The BMW 507 was a sports car considered by many to be the best sports car ever made (we’re talking about classic cars, of course, so obviously it can’t do much in terms of performance against more modern vehicles). The car came from the mind of Max Hoffman (a BMW importer in the United States), and represented a revival of the marque after it had been badly damaged during World War II. Hoffman succeeded in convincing BMW to build a sports car that would show the world its capabilities, a suitable rival to the Mercedes-Benz 300 SL.
The body of the BMW 507 was designed by Count Albrecht von Goertz, who drew elegant lines for a two-door, two-seat roadster. The result of this challenge was the unique 507, which was unveiled to the public at the 1955 New York Motor Show, although production was to begin the following year.
The body of the 507 was made entirely of aluminium, which enabled it to keep its weight down.
The engine chosen for this car was a 3,200 cc V8 – a boosted and enlarged version of the engine used in BMW’s 502 saloon – which delivered 150 hp. It was fed by two twin-barrel carburettors and could reach speeds of up to 217 kilometres per hour (km/h).
The BMW 507 is one of the most valuable cars in the world, with a price tag of up to $3 million.
The 507 was designed by Albrecht von Goertz and was presented at the Paris Motor Show in October 1955, where it caused a sensation. Its design was inspired by aeronautics and its interior was similar to that of a fighter jet. Its engine was also unique: it had an aluminium block with two overhead camshafts, four carburettors and a three-bearing crankshaft.
With this engine, the BMW 507 reached a top speed of 160 km/h and accelerated from 0 to 100 km/h in 11 seconds, making it one of the fastest cars of its time.

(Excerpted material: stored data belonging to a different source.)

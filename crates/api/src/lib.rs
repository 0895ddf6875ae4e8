mod rate_limit;

use std::env;
use std::sync::Arc;
use std::time::Duration;

use anyhow::{Context, Result};
use axum::body::{Body, Bytes};
use axum::extract::{DefaultBodyLimit, Json, State};
use axum::http::{header, HeaderValue, Method, Request, StatusCode};
use axum::middleware::{self, Next};
use axum::response::{IntoResponse, Response};
use axum::routing::{get, post};
use axum::Router;
use labelscan_core::ScanRequest;
use labelscan_dispatch::HybridDispatcher;
use labelscan_observability::AppMetrics;
use labelscan_provider::OpenAiProvider;
use serde::Serialize;
use tower_http::limit::RequestBodyLimitLayer;
use tower_http::request_id::{MakeRequestUuid, PropagateRequestIdLayer, SetRequestIdLayer};
use tower_http::trace::TraceLayer;
use tracing::debug;

pub use crate::rate_limit::IpRateLimiter;

const DEFAULT_BIND: &str = "0.0.0.0:8080";
const DEFAULT_BODY_LIMIT_BYTES: usize = 8 * 1024 * 1024;
const DEFAULT_RATE_LIMIT_WINDOW_SECONDS: u64 = 60;
const DEFAULT_RATE_LIMIT_MAX: usize = 30;

#[derive(Debug, Clone)]
pub struct ApiConfig {
    pub bind: String,
    pub body_limit_bytes: usize,
    pub rate_limit_window: Duration,
    pub rate_limit_max: usize,
}

impl Default for ApiConfig {
    fn default() -> Self {
        Self {
            bind: DEFAULT_BIND.to_string(),
            body_limit_bytes: DEFAULT_BODY_LIMIT_BYTES,
            rate_limit_window: Duration::from_secs(DEFAULT_RATE_LIMIT_WINDOW_SECONDS),
            rate_limit_max: DEFAULT_RATE_LIMIT_MAX,
        }
    }
}

impl ApiConfig {
    pub fn from_env() -> Self {
        let bind = env::var("LABELSCAN_BIND").unwrap_or_else(|_| DEFAULT_BIND.to_string());
        let body_limit_bytes = env::var("LABELSCAN_BODY_LIMIT_BYTES")
            .ok()
            .and_then(|value| value.trim().parse::<usize>().ok())
            .unwrap_or(DEFAULT_BODY_LIMIT_BYTES);
        let rate_limit_window = Duration::from_secs(
            env::var("LABELSCAN_RATE_LIMIT_WINDOW_SECONDS")
                .ok()
                .and_then(|value| value.trim().parse::<u64>().ok())
                .unwrap_or(DEFAULT_RATE_LIMIT_WINDOW_SECONDS),
        );
        let rate_limit_max = env::var("LABELSCAN_RATE_LIMIT_MAX")
            .ok()
            .and_then(|value| value.trim().parse::<usize>().ok())
            .unwrap_or(DEFAULT_RATE_LIMIT_MAX);

        Self {
            bind,
            body_limit_bytes,
            rate_limit_window,
            rate_limit_max,
        }
    }
}

#[derive(Clone)]
pub struct ApiState {
    pub dispatcher: HybridDispatcher<OpenAiProvider>,
    pub metrics: Arc<AppMetrics>,
    pub limiter: IpRateLimiter,
}

#[derive(Debug, Serialize)]
struct HealthResponse {
    status: &'static str,
    timestamp_utc: String,
    metrics: labelscan_observability::MetricsSnapshot,
    capabilities: HealthCapabilities,
}

#[derive(Debug, Serialize)]
struct HealthCapabilities {
    provider: bool,
    model: Option<String>,
}

/// Builds the service from environment configuration. Without a provider key
/// every request is answered by the local heuristic.
pub fn build_app(config: &ApiConfig) -> Result<Router> {
    let provider = OpenAiProvider::from_env().context("failed to configure label provider")?;
    Ok(build_app_with_provider(provider, config))
}

pub fn build_app_with_provider(provider: Option<OpenAiProvider>, config: &ApiConfig) -> Router {
    let metrics = AppMetrics::shared();
    let state = ApiState {
        dispatcher: HybridDispatcher::new(provider, metrics.clone()),
        metrics,
        limiter: IpRateLimiter::new(config.rate_limit_window, config.rate_limit_max),
    };
    build_router(state, config)
}

pub fn build_router(state: ApiState, config: &ApiConfig) -> Router {
    Router::new()
        .route("/health", get(health))
        .route("/v1/analyze", post(analyze))
        .layer(middleware::from_fn(security_headers_middleware))
        .layer(TraceLayer::new_for_http())
        .layer(SetRequestIdLayer::x_request_id(MakeRequestUuid))
        .layer(PropagateRequestIdLayer::x_request_id())
        .layer(DefaultBodyLimit::disable())
        .layer(RequestBodyLimitLayer::new(config.body_limit_bytes))
        .layer(middleware::from_fn_with_state(
            state.clone(),
            rate_limit_middleware,
        ))
        .with_state(state)
}

pub async fn serve(config: ApiConfig) -> Result<()> {
    let app = build_app(&config)?;

    let listener = tokio::net::TcpListener::bind(&config.bind)
        .await
        .with_context(|| format!("failed to bind {}", config.bind))?;
    tracing::info!(bind = %config.bind, "label scan api started");

    axum::serve(listener, app).await?;
    Ok(())
}

async fn health(State(state): State<ApiState>) -> impl IntoResponse {
    let provider = state.dispatcher.provider();
    let payload = HealthResponse {
        status: "ok",
        timestamp_utc: chrono::Utc::now().to_rfc3339(),
        metrics: state.metrics.snapshot(),
        capabilities: HealthCapabilities {
            provider: provider.is_some(),
            model: provider.map(|provider| provider.config().model.clone()),
        },
    };
    (StatusCode::OK, Json(payload))
}

async fn analyze(State(state): State<ApiState>, body: Bytes) -> impl IntoResponse {
    // An unreadable body is an empty request, not a client error.
    let request = serde_json::from_slice::<ScanRequest>(&body).unwrap_or_else(|err| {
        debug!(error = %err, body_len = body.len(), "analyze body ignored");
        ScanRequest::default()
    });

    let resolution = state.dispatcher.resolve(request).await;
    (StatusCode::OK, Json(resolution))
}

async fn rate_limit_middleware(
    State(state): State<ApiState>,
    request: Request<Body>,
    next: Next,
) -> Response {
    if request.method() == Method::OPTIONS || request.uri().path() == "/health" {
        return next.run(request).await;
    }

    let ip = request_ip(&request);
    if !state.limiter.allow(&ip) {
        return (
            StatusCode::TOO_MANY_REQUESTS,
            Json(serde_json::json!({
                "error": "rate_limited",
                "message": "rate limit exceeded for this IP"
            })),
        )
            .into_response();
    }

    next.run(request).await
}

fn request_ip(request: &Request<Body>) -> String {
    request
        .headers()
        .get("x-forwarded-for")
        .and_then(|value| value.to_str().ok())
        .and_then(|value| value.split(',').next())
        .map(|value| value.trim().to_string())
        .filter(|value| !value.is_empty())
        .unwrap_or_else(|| "local".to_string())
}

async fn security_headers_middleware(request: Request<Body>, next: Next) -> Response {
    let mut response = next.run(request).await;

    let headers = response.headers_mut();
    headers.insert(
        header::X_CONTENT_TYPE_OPTIONS,
        HeaderValue::from_static("nosniff"),
    );
    headers.insert(
        header::HeaderName::from_static("x-frame-options"),
        HeaderValue::from_static("DENY"),
    );
    headers.insert(
        header::HeaderName::from_static("referrer-policy"),
        HeaderValue::from_static("no-referrer"),
    );
    headers.insert(header::CACHE_CONTROL, HeaderValue::from_static("no-store"));

    response
}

However, according to Max Hoffman’s forecasts, the 507 would sell for $5,000 (12,000 marks) with sales of 2,000 units per year. However, these forecasts turned out to be very wrong and when the sports car finally went on sale, its price reached $9,000 due to high production costs. This high price meant that production of the model was much lower than expected, bringing BMW close to bankruptcy. Only 254 units were built between 57 and 59.